Except for shopping centers, there is little guidance in the Bankruptcy Code about what constitutes adequate assurance of future performance. Generally, the courts will decide if the trustee has presented enough evidence of such assurance. However, the trustee does not have to provide adequate assurance if there is no default.

Non-Assumable Contracts

There are 3 types of contracts, specified by §365(c), that are not assumable:

  1. contracts that are not assignable under nonbankruptcy law,
  2. contracts for loans or other extensions of credit,
  3. and commercial leases that were terminated under nonbankruptcy law before the order for relief.

If a contract cannot be assigned, then it is not assumable. This provision does not depend on the terms of the contract but rather on its nature. For instance, if the contract called for the debtor to sing at a wedding, then obviously, the trustee cannot assume such a contract, since such a contract was agreed to because of the debtor's singing ability and not the trustee's.

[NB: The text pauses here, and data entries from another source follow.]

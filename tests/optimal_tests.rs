use serde_json::json;
use wordle_solver::{compute_optimal, Node, Response, Trie};

fn words(list: &[&str]) -> Vec<String> {
    list.iter().map(|w| w.to_string()).collect()
}

fn as_json(trie: &Trie) -> serde_json::Value {
    serde_json::from_str(&trie.to_json().unwrap()).unwrap()
}

#[test]
fn test_two_disjoint_words() {
    let trie = compute_optimal(&words(&["ABC", "XYZ"]), 2);
    let expected = json!({
        "ABC": { "bbb": { "XYZ": { "ggg": 2 } }, "ggg": 1 },
        "XYZ": { "bbb": { "ABC": { "ggg": 2 } }, "ggg": 1 }
    });
    assert_eq!(as_json(&trie), expected);
    assert_eq!(trie.best_round("ABC"), Some(1));
    assert_eq!(trie.best_round("XYZ"), Some(1));
}

#[test]
fn test_single_round_only_wins_outright() {
    let trie = compute_optimal(&words(&["ABC", "XYZ"]), 1);
    assert_eq!(as_json(&trie), json!({ "ABC": { "ggg": 1 }, "XYZ": { "ggg": 1 } }));
}

#[test]
fn test_targets_share_nodes() {
    let trie = compute_optimal(&words(&["ABC", "ABD", "XYZ"]), 2);
    let shared = match trie.get("XYZ", Response::parse("bbb", 3).unwrap()) {
        Some(Node::Next(shared)) => shared,
        other => panic!("expected a subtrie, got {:?}", other),
    };
    assert_eq!(as_json(shared), json!({ "ABC": { "ggg": 2 }, "ABD": { "ggg": 2 } }));

    assert_eq!(
        as_json(&trie)["ABC"],
        json!({
            "bbb": { "XYZ": { "ggg": 2 } },
            "ggb": { "ABD": { "ggg": 2 } },
            "ggg": 1
        })
    );
}

#[test]
fn test_every_target_wins_within_budget() {
    let list = words(&["ABC", "ABD", "ABE", "XBC", "XYZ"]);
    for budget in 1..=3 {
        let trie = compute_optimal(&list, budget);
        for target in &list {
            let round = trie.best_round(target).unwrap();
            assert!(round <= budget, "{target} in {round} with budget {budget}");
        }
    }
}

#[test]
fn test_dead_ends_are_pruned() {
    let trie = compute_optimal(&words(&["ABC", "ABD", "ABE"]), 2);
    for branches in trie.0.values() {
        for node in branches.values() {
            if let Node::Next(subtrie) = node {
                assert!(!subtrie.is_empty());
            }
        }
    }
}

But what if the bankruptcy administrator is a debtor in possession rather than a trustee? The courts have divided over the issue. Some courts stressed that the debtor in possession is a different legal entity than the debtor, hence, the contract was not assumable. The courts' reasoning has rested on a hypothetical test that asks not whether the debtor in possession can perform under the contract, but whether nonbankruptcy law would allow the assignment of the contract to a hypothetical 3rd party. If not, then these courts have ruled that the contract is not assumable. Other courts have adopted the commonsensical approach that since the debtor and the debtor in possession are the same actual entity, then there should be no problem in allowing the contract to be assumed if it would benefit the estate.

To protect the unsecured creditors of the bankruptcy estate, the trustee or the DIP cannot assume any loans or other financing contracts for the debtor, even if the lender agrees to it. However, certain contracts whose primary purpose is other than giving a loan, such as leases or credit sales of goods or services, are assumable even though there is some extension of credit.

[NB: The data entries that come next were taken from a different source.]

//! Feedback calculation for guesses.
//!
//! This module scores a guess against a target word and handles the two
//! textual encodings of a response: letter codes (`g`/`y`/`b`) and glyphs.

use crate::error::{Error, Result};
use crate::letter_index;
use serde::{Serialize, Serializer};
use std::fmt;

/// The verdict for a single letter position.
#[derive(Debug, Clone, Copy, PartialEq, Eq, Hash)]
pub enum Mark {
    /// Correct letter in correct position (green)
    Right,
    /// Letter occurs elsewhere in the word (yellow)
    Close,
    /// Letter not in word, or all its occurrences accounted for (gray)
    Wrong,
}

impl Mark {
    fn value(self) -> u32 {
        match self {
            Mark::Wrong => 0,
            Mark::Close => 1,
            Mark::Right => 2,
        }
    }

    fn from_value(value: u32) -> Self {
        match value {
            0 => Mark::Wrong,
            1 => Mark::Close,
            _ => Mark::Right,
        }
    }

    /// Letter code used in plain-text output.
    pub fn to_char(self) -> char {
        match self {
            Mark::Right => 'g',
            Mark::Close => 'y',
            Mark::Wrong => 'b',
        }
    }

    /// Colored square used in emoji output.
    pub fn to_glyph(self) -> char {
        match self {
            Mark::Right => '🟩',
            Mark::Close => '🟨',
            Mark::Wrong => '⬛',
        }
    }

    /// Parse from a letter code (g=green, y=yellow, b=black) or a glyph.
    pub fn from_char(c: char) -> Option<Self> {
        match c.to_ascii_lowercase() {
            'g' | '2' | '🟩' => Some(Mark::Right),
            'y' | '1' | '🟨' => Some(Mark::Close),
            'b' | 'x' | '0' | '⬛' | '⬜' => Some(Mark::Wrong),
            _ => None,
        }
    }
}

/// A complete response for one guess.
///
/// Marks are packed base 3 into a `u32`, first position least significant,
/// which is why words are limited to [`crate::MAX_WORD_LENGTH`] letters.
#[derive(Debug, Clone, Copy, PartialEq, Eq, Hash, PartialOrd, Ord)]
pub struct Response {
    len: u8,
    code: u32,
}

impl Response {
    /// Pack `marks`, first mark first.
    pub fn new(marks: &[Mark]) -> Self {
        debug_assert!(marks.len() <= crate::MAX_WORD_LENGTH);
        let mut code = 0;
        let mut multiplier = 1;
        for mark in marks {
            code += mark.value() * multiplier;
            multiplier *= 3;
        }
        Self {
            len: marks.len() as u8,
            code,
        }
    }

    /// The all-right response for words of `len` letters.
    pub fn win(len: usize) -> Self {
        Self::new(&vec![Mark::Right; len])
    }

    /// Score `guess` against `target`.
    ///
    /// Exact matches are taken first and consume their letter on both sides;
    /// only then do the remaining guess letters claim the remaining target
    /// letters, left to right, one occurrence each.
    ///
    /// # Panics
    ///
    /// Both words must be uppercase ASCII of the same length, as every word
    /// from [`crate::words`] is. Anything else panics.
    pub fn calculate(guess: &str, target: &str) -> Self {
        let guess = guess.as_bytes();
        let target = target.as_bytes();
        debug_assert_eq!(guess.len(), target.len());

        let mut marks = vec![Mark::Wrong; guess.len()];
        let mut target_remaining = [0u8; 26];

        for i in 0..guess.len() {
            if guess[i] == target[i] {
                marks[i] = Mark::Right;
            } else {
                target_remaining[letter_index(target[i])] += 1;
            }
        }

        for i in 0..guess.len() {
            if marks[i] != Mark::Right {
                let idx = letter_index(guess[i]);
                if target_remaining[idx] > 0 {
                    marks[i] = Mark::Close;
                    target_remaining[idx] -= 1;
                }
            }
        }

        Self::new(&marks)
    }

    /// Parse a response like "gybbb" or "🟩🟨⬛⬛⬛" for a word of `len` letters.
    pub fn parse(text: &str, len: usize) -> Result<Self> {
        let text = text.trim();
        let marks = text
            .chars()
            .map(Mark::from_char)
            .collect::<Option<Vec<_>>>()
            .ok_or_else(|| Error::UnparseableResponse(text.to_string()))?;
        if marks.len() != len {
            return Err(Error::UnparseableResponse(text.to_string()));
        }
        Ok(Self::new(&marks))
    }

    /// Number of marks.
    pub fn len(self) -> usize {
        self.len as usize
    }

    pub fn is_empty(self) -> bool {
        self.len == 0
    }

    /// Unpack the marks, first position first.
    pub fn marks(self) -> Vec<Mark> {
        let mut code = self.code;
        (0..self.len)
            .map(|_| {
                let mark = Mark::from_value(code % 3);
                code /= 3;
                mark
            })
            .collect()
    }

    /// Every position is right.
    pub fn is_win(self) -> bool {
        self.code == 3u32.pow(self.len as u32) - 1
    }

    /// Render as colored squares.
    pub fn to_emoji_string(self) -> String {
        self.marks().into_iter().map(Mark::to_glyph).collect()
    }

    /// Render with glyphs or letter codes.
    pub fn render(self, emoji: bool) -> String {
        if emoji {
            self.to_emoji_string()
        } else {
            self.to_string()
        }
    }
}

impl fmt::Display for Response {
    fn fmt(&self, f: &mut fmt::Formatter<'_>) -> fmt::Result {
        let text: String = self.marks().into_iter().map(Mark::to_char).collect();
        f.write_str(&text)
    }
}

impl Serialize for Response {
    fn serialize<S: Serializer>(&self, serializer: S) -> std::result::Result<S::Ok, S::Error> {
        serializer.collect_str(self)
    }
}

/// Responses for every pair of words, one row per target and one column
/// per guess.
pub fn response_matrix(words: &[String]) -> Vec<Vec<Response>> {
    words
        .iter()
        .map(|target| {
            words
                .iter()
                .map(|guess| Response::calculate(guess, target))
                .collect()
        })
        .collect()
}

Sometimes the trustee wants to assume a valuable contract, but does not want to perform under it. In this case, the trustee may assume the contract, but then assign it to a 3rd party for a fee. The assigned party acquires both the rights of the debtor under the contract and the delegation of its duties.

Because the trustee must assume the contract before assigning it, any limitation that applies to assumption also applies to assignment. The trustee may be able to assign the contract even if there are provisions in the contract against assignment unless it is clear that the contract requires something that only the debtor could uniquely supply, as noted above.

Furthermore, the trustee must provide adequate assurance that the assigned party is reasonably likely to be able to perform under the contract. This requirement is to reduce the likelihood that the assigned party will breach the contract, since, once assigned, §365(k) relieves the bankruptcy estate of all liability for any breaches by the assigned party.